Technology the Economy and Commercial Real Estate – Where It’s Happening

We all use technology daily, but technology impacts some economies and commercial real estate (CRE) markets more than others.  The tech sector, with 7.2 million workers at tech companies in the U.S., now makes up  4.8 percent of the U.S. workforce.

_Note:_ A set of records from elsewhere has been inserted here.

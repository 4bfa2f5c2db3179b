//! Finnhub `/quote` provider with a per-minute call budget.
//!
//! The budget is split across engine loops: with `poll_interval` seconds per
//! loop there are `round(60 / poll_interval)` loops a minute, so each loop may
//! query at most `max_calls_per_minute / loops_per_minute` symbols. A 429
//! response pauses all calls for `rate_limit_cooldown` seconds.

use crate::domain::config_validation::MAX_SECONDS;
use crate::domain::error::HftaError;
use crate::domain::quote::Quote;
use crate::ports::config_port::ConfigPort;
use crate::ports::quote_port::QuoteProvider;
use async_trait::async_trait;
use serde_json::Value;
use std::collections::HashMap;
use std::sync::{Arc, Mutex};
use std::time::{Duration, Instant};
use tokio::sync::Semaphore;
use tokio::task::JoinSet;

const BASE_URL: &str = "https://finnhub.io/api/v1";
const RATE_LIMIT_LOG_EVERY: Duration = Duration::from_secs(10);

#[derive(Debug, Clone, PartialEq)]
pub struct FinnhubConfig {
    pub api_key: Option<String>,
    pub max_workers: usize,
    pub timeout: Duration,
    pub poll_interval: Duration,
    pub max_calls_per_minute: usize,
    pub rate_limit_cooldown: Duration,
    pub base_url: String,
}

impl Default for FinnhubConfig {
    fn default() -> Self {
        Self {
            api_key: None,
            max_workers: 4,
            timeout: Duration::from_secs_f64(1.5),
            poll_interval: Duration::from_secs(1),
            max_calls_per_minute: 60,
            rate_limit_cooldown: Duration::from_secs(60),
            base_url: BASE_URL.to_string(),
        }
    }
}

impl FinnhubConfig {
    /// `[quotes]` keys plus `[engine] poll_interval`.
    pub fn from_config(config: &dyn ConfigPort) -> Self {
        let d = Self::default();
        // Out-of-range values are clamped; NaN falls back to the default.
        let secs = |section: &str, key: &str, default: Duration, min: f64| {
            let value = config.get_double(section, key, default.as_secs_f64());
            Duration::try_from_secs_f64(value.clamp(min, MAX_SECONDS)).unwrap_or(default)
        };
        Self {
            api_key: config
                .get_string("quotes", "api_key")
                .filter(|k| !k.trim().is_empty()),
            max_workers: config.get_int("quotes", "max_workers", d.max_workers as i64).max(1) as usize,
            timeout: secs("quotes", "timeout", d.timeout, 0.05),
            poll_interval: secs("engine", "poll_interval", Duration::from_secs(5), 0.001),
            max_calls_per_minute: config
                .get_int("quotes", "max_calls_per_minute", d.max_calls_per_minute as i64)
                .max(1) as usize,
            rate_limit_cooldown: secs("quotes", "rate_limit_cooldown", d.rate_limit_cooldown, 1.0),
            base_url: config
                .get_string("quotes", "base_url")
                .unwrap_or(d.base_url),
        }
    }
}

/// `(loops_per_minute, max_symbols_per_loop)` for a poll interval and budget.
pub fn rate_budget(poll_interval: Duration, max_calls_per_minute: usize) -> (usize, usize) {
    let poll = poll_interval.as_secs_f64().max(0.001);
    let loops_per_minute = ((60.0 / poll).round() as usize).max(1);
    let per_loop = (max_calls_per_minute / loops_per_minute).max(1);
    (loops_per_minute, per_loop)
}

/// Explicit key, then `HFTA_FINNHUB_API_KEY`, then `FINNHUB_API_KEY`.
pub fn resolve_api_key(
    explicit: Option<&str>,
    env: impl Fn(&str) -> Option<String>,
) -> Result<String, HftaError> {
    explicit
        .map(str::to_string)
        .or_else(|| env("HFTA_FINNHUB_API_KEY"))
        .or_else(|| env("FINNHUB_API_KEY"))
        .filter(|k| !k.trim().is_empty())
        .ok_or_else(|| HftaError::ConfigMissing {
            section: "quotes".into(),
            key: "api_key (or HFTA_FINNHUB_API_KEY / FINNHUB_API_KEY)".into(),
        })
}

#[derive(Debug, Default)]
struct RateState {
    limited_until: Option<Instant>,
    last_warning: Option<Instant>,
}

struct Inner {
    client: reqwest::Client,
    api_key: String,
    base_url: String,
    cooldown: Duration,
    rate: Mutex<RateState>,
}

impl Inner {
    fn is_rate_limited(&self, now: Instant) -> bool {
        self.rate
            .lock()
            .map(|s| s.limited_until.is_some_and(|until| now < until))
            .unwrap_or(false)
    }

    fn note_rate_limited(&self, now: Instant) {
        let Ok(mut state) = self.rate.lock() else {
            return;
        };
        state.limited_until = Some(now + self.cooldown);
        if state
            .last_warning
            .is_none_or(|last| now.duration_since(last) > RATE_LIMIT_LOG_EVERY)
        {
            state.last_warning = Some(now);
            tracing::warn!(
                "Finnhub returned 429 Too Many Requests; pausing calls for {:.1}s",
                self.cooldown.as_secs_f64()
            );
        }
    }

    async fn fetch_one(&self, symbol: &str) -> Option<Quote> {
        let resp = match self
            .client
            .get(format!("{}/quote", self.base_url))
            .query(&[("symbol", symbol), ("token", self.api_key.as_str())])
            .send()
            .await
        {
            Ok(resp) => resp,
            Err(e) => {
                tracing::error!("Finnhub request for {symbol} failed: {e}");
                return None;
            }
        };

        let status = resp.status();
        if status == reqwest::StatusCode::TOO_MANY_REQUESTS {
            tracing::error!("Finnhub rate limited while fetching {symbol}");
            self.note_rate_limited(Instant::now());
            return None;
        }
        if !status.is_success() {
            tracing::error!("Finnhub returned {status} for {symbol}");
            return None;
        }

        match resp.json::<Value>().await {
            Ok(data) => parse_quote(symbol, &data, chrono::Utc::now().naive_utc()),
            Err(e) => {
                tracing::error!("Finnhub returned malformed JSON for {symbol}: {e}");
                None
            }
        }
    }
}

/// Finnhub reports only the current price `c`; bid, ask and last all take it.
/// A missing or zero price means no usable quote.
pub fn parse_quote(symbol: &str, data: &Value, now: chrono::NaiveDateTime) -> Option<Quote> {
    let last = data.get("c").and_then(Value::as_f64).filter(|c| *c != 0.0);
    let Some(last) = last else {
        tracing::debug!("Finnhub: no usable last price for {symbol}: {data}");
        return None;
    };
    let symbol = symbol.to_uppercase();
    Some(Quote {
        security_id: symbol.clone(),
        symbol,
        bid: Some(last),
        ask: Some(last),
        last: Some(last),
        bid_size: None,
        ask_size: None,
        timestamp: Some(now),
    })
}

pub struct FinnhubQuoteProvider {
    inner: Arc<Inner>,
    max_workers: usize,
    max_symbols_per_loop: usize,
}

impl FinnhubQuoteProvider {
    pub fn new(config: FinnhubConfig) -> Result<Self, HftaError> {
        let api_key = resolve_api_key(config.api_key.as_deref(), |k| std::env::var(k).ok())?;
        let client = reqwest::Client::builder()
            .timeout(config.timeout)
            .build()
            .map_err(|e| HftaError::MarketData {
                symbol: "*".into(),
                reason: e.to_string(),
            })?;

        let (loops_per_minute, max_symbols_per_loop) =
            rate_budget(config.poll_interval, config.max_calls_per_minute);
        let max_workers = config.max_workers.min(max_symbols_per_loop).max(1);

        tracing::info!(
            "Finnhub quotes: max_calls_per_minute={}, poll_interval={:.3}s, loops_per_minute={}, max_symbols_per_loop={}, max_workers={}",
            config.max_calls_per_minute,
            config.poll_interval.as_secs_f64(),
            loops_per_minute,
            max_symbols_per_loop,
            max_workers
        );

        Ok(Self {
            inner: Arc::new(Inner {
                client,
                api_key,
                base_url: config.base_url.trim_end_matches('/').to_string(),
                cooldown: config.rate_limit_cooldown.max(Duration::from_secs(1)),
                rate: Mutex::new(RateState::default()),
            }),
            max_workers,
            max_symbols_per_loop,
        })
    }

    pub fn max_workers(&self) -> usize {
        self.max_workers
    }

    pub fn max_symbols_per_loop(&self) -> usize {
        self.max_symbols_per_loop
    }

    /// Start a cooldown as if a 429 had just been received.
    pub fn pause_for_rate_limit(&self) {
        self.inner.note_rate_limited(Instant::now());
    }
}

#[async_trait]
impl QuoteProvider for FinnhubQuoteProvider {
    async fn get_quotes(&self, symbols: &[String]) -> HashMap<String, Quote> {
        let mut out = HashMap::new();
        if self.inner.is_rate_limited(Instant::now()) {
            tracing::debug!("Finnhub: rate limited, skipping quote fetch this loop");
            return out;
        }

        let mut symbols: Vec<String> = symbols.iter().map(|s| s.to_uppercase()).collect();
        if symbols.len() > self.max_symbols_per_loop {
            symbols.truncate(self.max_symbols_per_loop);
            tracing::debug!(
                "Finnhub: limiting this loop to {} symbols",
                self.max_symbols_per_loop
            );
        }

        if symbols.len() <= 1 || self.max_workers <= 1 {
            for symbol in symbols {
                if let Some(q) = self.inner.fetch_one(&symbol).await {
                    out.insert(symbol, q);
                }
            }
            return out;
        }

        let permits = Arc::new(Semaphore::new(self.max_workers));
        let mut tasks = JoinSet::new();
        for symbol in symbols {
            let inner = Arc::clone(&self.inner);
            let permits = Arc::clone(&permits);
            tasks.spawn(async move {
                let _permit = permits.acquire_owned().await;
                let quote = inner.fetch_one(&symbol).await;
                (symbol, quote)
            });
        }
        while let Some(joined) = tasks.join_next().await {
            match joined {
                Ok((symbol, Some(q))) => {
                    out.insert(symbol, q);
                }
                Ok((_, None)) => {}
                Err(e) => tracing::error!("Finnhub quote task failed: {e}"),
            }
        }
        out
    }
}
//! Domain error types.

/// Top-level error type for hfta.
#[derive(Debug, thiserror::Error)]
pub enum HftaError {
    #[error("quote store error: {reason}")]
    Store { reason: String },

    #[error("quote store query error: {reason}")]
    StoreQuery { reason: String },

    #[error("config parse error in {file}: {reason}")]
    ConfigParse { file: String, reason: String },

    #[error("missing config key [{section}] {key}")]
    ConfigMissing { section: String, key: String },

    #[error("invalid config value [{section}] {key}: {reason}")]
    ConfigInvalid {
        section: String,
        key: String,
        reason: String,
    },

    #[error("unknown strategy type {kind:?} for strategy {name}")]
    UnknownStrategy { name: String, kind: String },

    #[error("invalid strategy {name}: {reason}")]
    InvalidStrategy { name: String, reason: String },

    #[error("invalid order for {symbol}: {reason}")]
    InvalidOrder { symbol: String, reason: String },

    #[error("broker error: {reason}")]
    Broker { reason: String },

    #[error("market data error for {symbol}: {reason}")]
    MarketData { symbol: String, reason: String },

    #[error("advisor error: {reason}")]
    Advisor { reason: String },

    #[error("csv error in {file}: {reason}")]
    Csv { file: String, reason: String },

    #[error(transparent)]
    Io(#[from] std::io::Error),
}

impl HftaError {
    pub fn config_invalid(section: &str, key: &str, reason: impl Into<String>) -> Self {
        HftaError::ConfigInvalid {
            section: section.to_string(),
            key: key.to_string(),
            reason: reason.into(),
        }
    }
}

impl From<&HftaError> for std::process::ExitCode {
    fn from(err: &HftaError) -> Self {
        let code: u8 = match err {
            HftaError::Io(_) | HftaError::Csv { .. } => 1,
            HftaError::ConfigParse { .. }
            | HftaError::ConfigMissing { .. }
            | HftaError::ConfigInvalid { .. } => 2,
            HftaError::Store { .. } | HftaError::StoreQuery { .. } => 3,
            HftaError::UnknownStrategy { .. } | HftaError::InvalidStrategy { .. } => 4,
            HftaError::Broker { .. }
            | HftaError::MarketData { .. }
            | HftaError::InvalidOrder { .. } => 5,
            HftaError::Advisor { .. } => 6,
        };
        std::process::ExitCode::from(code)
    }
}

#[cfg(test)]
mod tests {
    use super::*;
    use std::process::ExitCode;

    // ExitCode has no PartialEq; compare the debug rendering instead.
    fn assert_same_code(actual: ExitCode, expected: u8) {
        assert_eq!(
            format!("{actual:?}"),
            format!("{:?}", ExitCode::from(expected))
        );
    }

    #[test]
    fn config_errors_display_section_and_key() {
        let err = HftaError::ConfigMissing {
            section: "strategy.mm".into(),
            key: "symbol".into(),
        };
        assert_eq!(err.to_string(), "missing config key [strategy.mm] symbol");

        let err = HftaError::config_invalid("risk", "max_cash_utilization", "must be in (0, 1]");
        assert_eq!(
            err.to_string(),
            "invalid config value [risk] max_cash_utilization: must be in (0, 1]"
        );
    }

    #[test]
    fn exit_codes_group_by_concern() {
        let io = HftaError::Io(std::io::Error::other("boom"));
        assert_same_code(ExitCode::from(&io), 1);

        let cfg = HftaError::config_invalid("engine", "poll_interval", "must be positive");
        assert_same_code(ExitCode::from(&cfg), 2);

        let store = HftaError::StoreQuery {
            reason: "locked".into(),
        };
        assert_same_code(ExitCode::from(&store), 3);

        let strat = HftaError::UnknownStrategy {
            name: "x".into(),
            kind: "grid".into(),
        };
        assert_same_code(ExitCode::from(&strat), 4);

        let broker = HftaError::Broker {
            reason: "timeout".into(),
        };
        assert_same_code(ExitCode::from(&broker), 5);

        let advisor = HftaError::Advisor {
            reason: "empty".into(),
        };
        assert_same_code(ExitCode::from(&advisor), 6);
    }
}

A just-released study, Cushman & Wakefield’s Tech Cities 2.0, examines where tech has the greatest impact on the economy and commercial real estate.  The 25 Tech Cities were categorized in three separate groups:

Tech is a Critical Component of the local economy and CRE market – tech companies account for more than 8 percent of all jobs

  • Austin
  • Boston
  • Provo
  • Raleigh/Durham
  • Salt Lake City
  • San Diego
  • San Francisco
  • Silicon Valley
  • Seattle
  • Washington, DC Metro

 Tech is a Key Driver of the local economy and CRE market — tech companies account for 6 to 8 percent of all jobs:

  • Atlanta
  • Dallas/Fort Worth
  • Denver
  • Minneapolis/St. Paul
  • Montreal
  • Portland, OR
  • Toronto
  • Vancouver

Tech is Important to the local economy and CRE market, but there are other important sectors as well — tech companies account for less than 6 percent of all jobs:

  • Baltimore
  • Charlotte
  • Chicago
  • Greater Los Angeles
  • South Florida
  • New York City
  • Philadelphia

The tech sector share of total employment in the these markets as of mid-2018 was as follows:

The report also notes five cities to watch for future tech growth and economic impact:

  • Detroit – auto tech, Fintech and ecommerce startups
  • Pittsburgh – upswing in venture capital funding, Carnegie Mellon University engineering & computer science graduates, startups & big tech
  • Phoenix – low cost of living & quality of life make this market a pressure relief valve for Bay Area tech companies
  • Houston – energy, alternative energy and booming medical-biotech segment
  • Tampa – biotech startups, median & social media platforms relocating to Tampa for cost & quality of life

The following is taken directly from Cushman and Wakefield’s summary of the Tech Cities 2.0 report,  These are direct quotes from the Cushman & Wakefield Study:

“Key findings from Tech Cities 2.0:

  • Total employment in the Tech 25 has increased an average of 2.1% per year since 2010, compared to 1.4% per year for the rest of North America
  • Since the beginning of 2017, 42% of the square footage in the top 100 leases in North America were signed by tech companies, more than double the share of the number two segment financial services
  • The fastest growing tech employment market since 2010 is Provo, Utah. Though a smaller market than the others on the list, the number of people employed by tech companies increased 64.9%, surpassing the 62.7% increase in San Francisco
  • Average asking rents in cities like Atlanta, Austin, Seattle, and San Francisco have increased more than 50% since 2010
  • Property prices are skyrocketing. Among the Top 25, property prices have increased on average by 59%, with the greatest increases happening in Austin, Silicon Valley, and San Francisco
  • Cities that are targets for venture capital funding are the most important tech cities in North America. Among the Top 25, VC funding grew by an average of $2.0 billion compared to $457 million for the top 101 markets
  • The top four cities for new construction are all cities where tech is a critical factor in the local real estate market, including: Austin, Raleigh-Durham, Seattle, and San Francisco”

To access Cushman & Wakefield’s Tech Cities 2.0 report click http://www.cushmanwakefield.us/en/news/2018/09/tech-cities-2-report

Not only have these tech-job centric cities outperformed the overall U.S. economy, the expectation is for more of the same.   In terms of hockey great Wayne Gretzky,  these cities are already where the puck is going to be.